**What you will do**:
For this task, retype the records below exactly.

**Entries supplied**:
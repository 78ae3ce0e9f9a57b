//! # Iteration Runner
//!
//! One iteration is: build a random [`FavoriteRequest`], POST it, evaluate the three
//! [`ITERATION_CHECKS`], record them, then pause for the think time. The runner holds
//! no per-iteration state and knows nothing about how many virtual users call it;
//! concurrency belongs to the [`LoadScheduler`](crate::scheduler::LoadScheduler).
//!
//! The invalid-payload prober lives here too since it shares the endpoint, transport
//! and recorder. It is invoked on its own, never as part of the iteration loop.

use std::sync::Arc;
use std::time::Duration;
use tracing::{debug, warn};

use crate::check::{CheckOutcome, CheckRecorder, INVALID_REQUEST_CHECK, ITERATION_CHECKS};
use crate::config::LoadTestConfig;
use crate::payload::{invalid_payloads, FavoriteRequest};
use crate::transport::{Exchange, Transport};

pub struct IterationRunner {
    endpoint: String,
    think_time: Duration,
    recorder: Arc<dyn CheckRecorder>,
}

impl IterationRunner {
    pub fn new(config: &LoadTestConfig, recorder: Arc<dyn CheckRecorder>) -> Self {
        Self {
            endpoint: config.endpoint_url(),
            think_time: config.think_time,
            recorder,
        }
    }

    /// Full URL every request is posted to.
    pub fn endpoint(&self) -> &str {
        &self.endpoint
    }

    pub fn think_time(&self) -> Duration {
        self.think_time
    }

    /// Run one iteration and return the check outcomes in evaluation order.
    ///
    /// Failing checks are recorded, never propagated. The think-time pause happens
    /// before returning.
    pub async fn run_iteration<T: Transport>(&self, transport: &mut T) -> Vec<CheckOutcome> {
        let request = FavoriteRequest::random();
        let exchange = self.send(transport, &request).await;

        let outcomes: Vec<CheckOutcome> = ITERATION_CHECKS
            .iter()
            .map(|check| check.evaluate(&exchange))
            .collect();
        for outcome in &outcomes {
            self.recorder.record(outcome);
        }
        debug!(
            user_id = %request.user_id,
            fav_num = request.fav_num,
            status = exchange.status,
            elapsed_ms = exchange.elapsed.as_millis() as u64,
            "iteration complete"
        );

        if !self.think_time.is_zero() {
            tokio::time::sleep(self.think_time).await;
        }
        outcomes
    }

    /// Post each invalid payload in order and check for a 400.
    ///
    /// Always issues exactly four requests, whatever their outcomes.
    pub async fn test_invalid_data<T: Transport>(&self, transport: &mut T) -> Vec<CheckOutcome> {
        let mut outcomes = Vec::with_capacity(4);
        for payload in invalid_payloads() {
            let exchange = self.send(transport, &payload.request).await;
            let outcome = INVALID_REQUEST_CHECK.evaluate(&exchange);
            if !outcome.passed {
                debug!(
                    violation = ?payload.violation,
                    status = exchange.status,
                    "invalid payload was not rejected with 400"
                );
            }
            self.recorder.record(&outcome);
            outcomes.push(outcome);
        }
        outcomes
    }

    async fn send<T: Transport>(&self, transport: &mut T, request: &FavoriteRequest) -> Exchange {
        match request.to_json() {
            Ok(body) => transport.post_json(&self.endpoint, body).await,
            Err(e) => {
                warn!(error = %e, "failed to serialize favorite payload");
                Exchange::failed(Duration::ZERO, e.to_string())
            }
        }
    }
}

**Response to the task**:
repository 78ae3ce0e9f9a57b
//! # Iteration Runner
//!
//! One iteration is: build a random [`FavoriteRequest`], POST it, evaluate the three
//! [`ITERATION_CHECKS`], record them, then pause for the think time. The runner holds
//! no per-iteration state and knows nothing about how many virtual users call it;
//! concurrency belongs to the [`LoadScheduler`](crate::scheduler::LoadScheduler).
//!
//! The invalid-payload prober lives here too since it shares the endpoint, transport
//! and recorder. It is invoked on its own, never as part of the iteration loop.

use std::sync::Arc;
use std::time::Duration;
use tracing::{debug, warn};

use crate::check::{CheckOutcome, CheckRecorder, INVALID_REQUEST_CHECK, ITERATION_CHECKS};
use crate::config::LoadTestConfig;
use crate::payload::{invalid_payloads, FavoriteRequest};
use crate::transport::{Exchange, Transport};

pub struct IterationRunner {
    endpoint: String,
    think_time: Duration,
    recorder: Arc<dyn CheckRecorder>,
}

impl IterationRunner {
    pub fn new(config: &LoadTestConfig, recorder: Arc<dyn CheckRecorder>) -> Self {
        Self {
            endpoint: config.endpoint_url(),
            think_time: config.think_time,
            recorder,
        }
    }

    /// Full URL every request is posted to.
    pub fn endpoint(&self) -> &str {
        &self.endpoint
    }

    pub fn think_time(&self) -> Duration {
        self.think_time
    }

    /// Run one iteration and return the check outcomes in evaluation order.
    ///
    /// Failing checks are recorded, never propagated. The think-time pause happens
    /// before returning.
    pub async fn run_iteration<T: Transport>(&self, transport: &mut T) -> Vec<CheckOutcome> {
        let request = FavoriteRequest::random();
        let exchange = self.send(transport, &request).await;

        let outcomes: Vec<CheckOutcome> = ITERATION_CHECKS
            .iter()
            .map(|check| check.evaluate(&exchange))
            .collect();
        for outcome in &outcomes {
            self.recorder.record(outcome);
        }
        debug!(
            user_id = %request.user_id,
            fav_num = request.fav_num,
            status = exchange.status,
            elapsed_ms = exchange.elapsed.as_millis() as u64,
            "iteration complete"
        );

        if !self.think_time.is_zero() {
            tokio::time::sleep(self.think_time).await;
        }
        outcomes
    }

    /// Post each invalid payload in order and check for a 400.
    ///
    /// Always issues exactly four requests, whatever their outcomes.
    pub async fn test_invalid_data<T: Transport>(&self, transport: &mut T) -> Vec<CheckOutcome> {
        let mut outcomes = Vec::with_capacity(4);
        for payload in invalid_payloads() {
            let exchange = self.send(transport, &payload.request).await;
            let outcome = INVALID_REQUEST_CHECK.evaluate(&exchange);
            if !outcome.passed {
                debug!(
                    violation = ?payload.violation,
                    status = exchange.status,
                    "invalid payload was not rejected with 400"
                );
            }
            self.recorder.record(&outcome);
            outcomes.push(outcome);
        }
        outcomes
    }

    async fn send<T: Transport>(&self, transport: &mut T, request: &FavoriteRequest) -> Exchange {
        match request.to_json() {
            Ok(body) => transport.post_json(&self.endpoint, body).await,
            Err(e) => {
                warn!(error = %e, "failed to serialize favorite payload");
                Exchange::failed(Duration::ZERO, e.to_string())
            }
        }
    }
}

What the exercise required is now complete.